Im Rahmen der Studie führten die Forscher eine multiomische Analyse durch, um die IPA-Spiegel im Serum zu überwachen, zusätzlich zur Analyse der Zusammensetzung der Darmmikrobiota anhand von Stuhlproben von 51 Freiwilligen im Alter von über 65 Jahren, die sich weiterhin reichhaltig ernährten in Polyphenolen (grüner Tee, Bitterschokolade, Früchte einschließlich Äpfel, Granatapfel und Blaubeeren) für acht Wochen.

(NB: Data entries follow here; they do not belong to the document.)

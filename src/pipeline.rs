//! Processing pipeline
//!
//! One record runs extract → assemble → invoke → parse as a sequential
//! chain; the only suspension points are the outbound calls inside the
//! retry layer. Pipelines share nothing mutable, so independent records can
//! run side by side without coordination.

use crate::artifact::{parse_response, ArtifactBundle, ParseOptions};
use crate::branch::branch_name;
use crate::config::{Config, RepoConfig};
use crate::extract::{extract, has_errors, ValidationFinding};
use crate::generate::{GenerationClient, Usage};
use crate::prompt::{assemble, GENERATION_SYSTEM};
use crate::record::{enrich, RawRecord};
use crate::retry::InvokeFailure;
use anyhow::{anyhow, Result};
use chrono::Utc;
use std::collections::HashMap;
use std::sync::{Arc, Mutex};
use tracing::{info, warn};

/// Cache of configured generation clients keyed by language+environment.
///
/// Passed by reference into the pipeline; purely advisory. Clearing it is
/// always safe and affects only the cost of rebuilding clients.
#[derive(Debug, Default)]
pub struct ServiceCache {
    entries: Mutex<HashMap<String, Arc<GenerationClient>>>,
}

impl ServiceCache {
    pub fn new() -> Self {
        Self::default()
    }

    pub fn get_or_create<F>(&self, language: &str, environment: &str, build: F) -> Arc<GenerationClient>
    where
        F: FnOnce() -> GenerationClient,
    {
        let key = format!("{}|{}", language, environment);
        let mut entries = self.entries.lock().unwrap_or_else(|e| e.into_inner());
        entries.entry(key).or_insert_with(|| Arc::new(build())).clone()
    }

    pub fn clear(&self) {
        self.entries
            .lock()
            .unwrap_or_else(|e| e.into_inner())
            .clear();
    }

    pub fn len(&self) -> usize {
        self.entries
            .lock()
            .unwrap_or_else(|e| e.into_inner())
            .len()
    }

    pub fn is_empty(&self) -> bool {
        self.len() == 0
    }
}

/// Terminal result of processing one record
#[derive(Debug)]
pub enum ProcessOutcome {
    /// The full chain succeeded; the bundle and branch name are ready for
    /// the version-control collaborator
    Completed {
        branch: String,
        bundle: ArtifactBundle,
        findings: Vec<ValidationFinding>,
        warnings: Vec<String>,
        usage: Option<Usage>,
    },
    /// Field-level validation errors blocked prompt assembly
    ValidationBlocked { findings: Vec<ValidationFinding> },
    /// The generation call failed after retries; `failure.attempts` carries
    /// the retry count
    InvocationFailed {
        failure: InvokeFailure,
        findings: Vec<ValidationFinding>,
    },
    /// The reply could not be parsed into a bundle; no partial output is
    /// fabricated
    ParseFailed {
        errors: Vec<String>,
        warnings: Vec<String>,
        findings: Vec<ValidationFinding>,
    },
}

/// The per-record processing pipeline. Holds only shared read-only
/// configuration plus the advisory client cache.
pub struct Pipeline<'a> {
    config: &'a Config,
    repo: &'a RepoConfig,
    cache: &'a ServiceCache,
    options: ParseOptions,
}

impl<'a> Pipeline<'a> {
    pub fn new(config: &'a Config, repo: &'a RepoConfig, cache: &'a ServiceCache) -> Self {
        Self {
            config,
            repo,
            cache,
            options: ParseOptions::default(),
        }
    }

    pub fn with_options(mut self, options: ParseOptions) -> Self {
        self.options = options;
        self
    }

    /// Run the full chain for one raw record. Only an unknown record type
    /// or missing configuration escapes as an error; every downstream
    /// failure is reported through the outcome.
    pub async fn process(&self, raw: &RawRecord) -> Result<ProcessOutcome> {
        let record = enrich(raw)?;
        info!(
            id = record.id,
            record_type = record.record_type.label(),
            "processing work item"
        );

        let (fields, findings) = extract(&record);
        if has_errors(&findings) {
            warn!(id = record.id, "validation blocked prompt assembly");
            return Ok(ProcessOutcome::ValidationBlocked { findings });
        }

        let prompt = assemble(&record, &fields, self.repo);
        let user_message = prompt.render();

        let endpoint = self
            .config
            .generation_url
            .as_deref()
            .ok_or_else(|| anyhow!("generation endpoint is not configured"))?;
        let api_key = self
            .config
            .generation_api_key()
            .ok_or_else(|| anyhow!("generation API key is not configured"))?;

        let client = self.cache.get_or_create(&self.repo.language, &self.repo.environment, || {
            GenerationClient::new(endpoint, &api_key, self.config.model.as_deref())
        });

        let policy = self.config.retry.policy();
        let reply = match client.generate(GENERATION_SYSTEM, &user_message, &policy).await {
            Ok(reply) => reply,
            Err(failure) => {
                warn!(id = record.id, attempts = failure.attempts, "generation failed");
                return Ok(ProcessOutcome::InvocationFailed { failure, findings });
            }
        };

        let parsed = parse_response(&reply.content, &self.repo.language, &self.options);
        let Some(mut bundle) = parsed.content else {
            return Ok(ProcessOutcome::ParseFailed {
                errors: parsed.errors,
                warnings: parsed.warnings,
                findings,
            });
        };

        bundle.metadata.generated_at = Some(Utc::now());
        bundle.metadata.model = Some(reply.model);
        bundle.metadata.work_item_id = Some(record.id);

        let branch = branch_name(record.record_type, record.id, &record.title);
        info!(
            id = record.id,
            branch = %branch,
            files = bundle.file_count(),
            "work item processed"
        );

        Ok(ProcessOutcome::Completed {
            branch,
            bundle,
            findings,
            warnings: parsed.warnings,
            usage: reply.usage,
        })
    }
}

Anstieg von IPA im Blut und Bakterienwachstum

Die Ergebnisse zeigen, dass die Ernährung, die reich an Polyphenolen ist, zu einem signifikanten Anstieg des IPA-Spiegels im Blut führte, zusammen mit einem Rückgang der Entzündungswerte und Veränderungen in den Bakterien der Mikrobiota aus der Ordnung der Bacteroidales.

Überraschenderweise beobachteten die Forscher bei den Freiwilligen mit Nierenerkrankungen nicht die gleichen Effekte, was durch die veränderte Zusammensetzung ihrer Darmmikrobiota erklärt werden könnte. Diese Personen wiesen zu Beginn des Versuchs geringere Mengen an IPA auf als die Freiwilligen mit normaler Nierenfunktion.

„Diese Ergebnisse könnten klinisch relevant sein, da die niedrigen IPA-Werte mit einem raschen Rückgang der Nierenfunktion und einer chronischen Nierenerkrankung in Verbindung gebracht werden“, bemerkt Professorin Cristina Andrés-Lacueva.

Daher könnte eine polyphenolreiche Ernährung mit probiotischen Lebensmitteln wie grünem Tee, dunkler Schokolade und einigen Früchten wie Äpfeln, Granatäpfeln und Blaubeeren die Produktion von IPA durch Veränderungen in der Zusammensetzung der Darmmikrobiota steigern. Dieser Anstieg der Spiegel eines Postbiotikums wie IPA bei älteren Menschen könnte dazu beitragen, chronische Krankheiten, die die Lebensqualität beeinträchtigen, zu verzögern oder zu verhindern.

An der Studie nehmen unter anderem auch Teams der Universität Mailand (Italien), des Quadram Institute (Vereinigtes Königreich) und des National Institute of Health and Sciences on Aging (INCRA, Italien) teil.